Aim of the exercise:
Reply only with how many lines in these entries hold the string "layer".

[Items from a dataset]
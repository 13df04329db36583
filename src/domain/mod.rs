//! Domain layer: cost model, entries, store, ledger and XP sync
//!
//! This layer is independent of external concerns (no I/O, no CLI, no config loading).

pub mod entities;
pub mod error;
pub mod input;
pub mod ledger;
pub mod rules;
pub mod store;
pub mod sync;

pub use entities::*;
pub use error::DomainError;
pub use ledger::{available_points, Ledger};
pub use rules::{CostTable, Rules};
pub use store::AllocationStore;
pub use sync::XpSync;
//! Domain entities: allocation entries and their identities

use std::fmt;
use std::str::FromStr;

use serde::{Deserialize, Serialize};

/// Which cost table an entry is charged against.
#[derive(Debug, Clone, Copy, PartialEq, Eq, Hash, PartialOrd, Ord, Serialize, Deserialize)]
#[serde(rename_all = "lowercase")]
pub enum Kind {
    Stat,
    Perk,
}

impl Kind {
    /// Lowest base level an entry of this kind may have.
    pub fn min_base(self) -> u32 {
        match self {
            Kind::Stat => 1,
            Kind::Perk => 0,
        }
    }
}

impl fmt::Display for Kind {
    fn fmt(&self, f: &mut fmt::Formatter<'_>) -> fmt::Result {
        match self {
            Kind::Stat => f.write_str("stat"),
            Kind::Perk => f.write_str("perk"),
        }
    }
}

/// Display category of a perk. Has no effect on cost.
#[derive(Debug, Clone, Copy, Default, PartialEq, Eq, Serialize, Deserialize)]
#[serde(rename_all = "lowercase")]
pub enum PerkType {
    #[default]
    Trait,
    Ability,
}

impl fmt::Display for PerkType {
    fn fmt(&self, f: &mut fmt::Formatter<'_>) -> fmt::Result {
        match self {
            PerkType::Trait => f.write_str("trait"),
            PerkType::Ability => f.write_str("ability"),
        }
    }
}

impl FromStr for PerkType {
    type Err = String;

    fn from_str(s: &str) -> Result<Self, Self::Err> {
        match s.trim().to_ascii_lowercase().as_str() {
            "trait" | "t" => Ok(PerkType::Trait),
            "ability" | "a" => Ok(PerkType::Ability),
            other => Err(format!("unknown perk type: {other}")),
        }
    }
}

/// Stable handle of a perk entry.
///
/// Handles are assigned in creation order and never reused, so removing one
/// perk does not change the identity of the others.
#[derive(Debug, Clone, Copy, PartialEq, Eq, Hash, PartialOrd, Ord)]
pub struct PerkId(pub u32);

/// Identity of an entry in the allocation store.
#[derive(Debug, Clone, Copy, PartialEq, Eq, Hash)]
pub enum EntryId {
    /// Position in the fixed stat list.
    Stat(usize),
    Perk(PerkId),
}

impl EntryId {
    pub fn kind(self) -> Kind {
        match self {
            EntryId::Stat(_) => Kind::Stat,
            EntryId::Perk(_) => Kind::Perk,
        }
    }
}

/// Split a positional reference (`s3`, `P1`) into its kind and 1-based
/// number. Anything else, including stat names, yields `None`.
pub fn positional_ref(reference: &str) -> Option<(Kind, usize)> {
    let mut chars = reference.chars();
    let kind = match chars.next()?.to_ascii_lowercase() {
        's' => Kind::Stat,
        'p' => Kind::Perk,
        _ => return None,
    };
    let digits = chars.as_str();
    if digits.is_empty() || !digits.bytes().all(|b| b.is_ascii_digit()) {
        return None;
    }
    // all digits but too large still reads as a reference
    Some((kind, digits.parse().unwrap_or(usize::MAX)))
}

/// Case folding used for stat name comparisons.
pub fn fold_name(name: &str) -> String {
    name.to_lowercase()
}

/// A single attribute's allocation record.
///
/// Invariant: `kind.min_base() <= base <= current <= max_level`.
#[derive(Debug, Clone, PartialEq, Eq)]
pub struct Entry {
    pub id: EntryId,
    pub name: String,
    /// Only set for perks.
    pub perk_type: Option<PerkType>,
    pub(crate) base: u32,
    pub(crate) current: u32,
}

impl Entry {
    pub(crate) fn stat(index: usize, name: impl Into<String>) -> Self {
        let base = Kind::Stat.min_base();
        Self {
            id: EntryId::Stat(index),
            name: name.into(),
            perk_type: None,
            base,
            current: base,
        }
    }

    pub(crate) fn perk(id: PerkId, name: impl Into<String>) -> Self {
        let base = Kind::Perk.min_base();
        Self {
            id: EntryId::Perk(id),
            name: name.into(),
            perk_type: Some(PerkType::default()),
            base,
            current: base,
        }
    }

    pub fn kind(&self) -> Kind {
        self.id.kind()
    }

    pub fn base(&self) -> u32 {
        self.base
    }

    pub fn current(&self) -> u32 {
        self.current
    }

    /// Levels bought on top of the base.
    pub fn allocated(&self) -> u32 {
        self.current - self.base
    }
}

Solution below:
2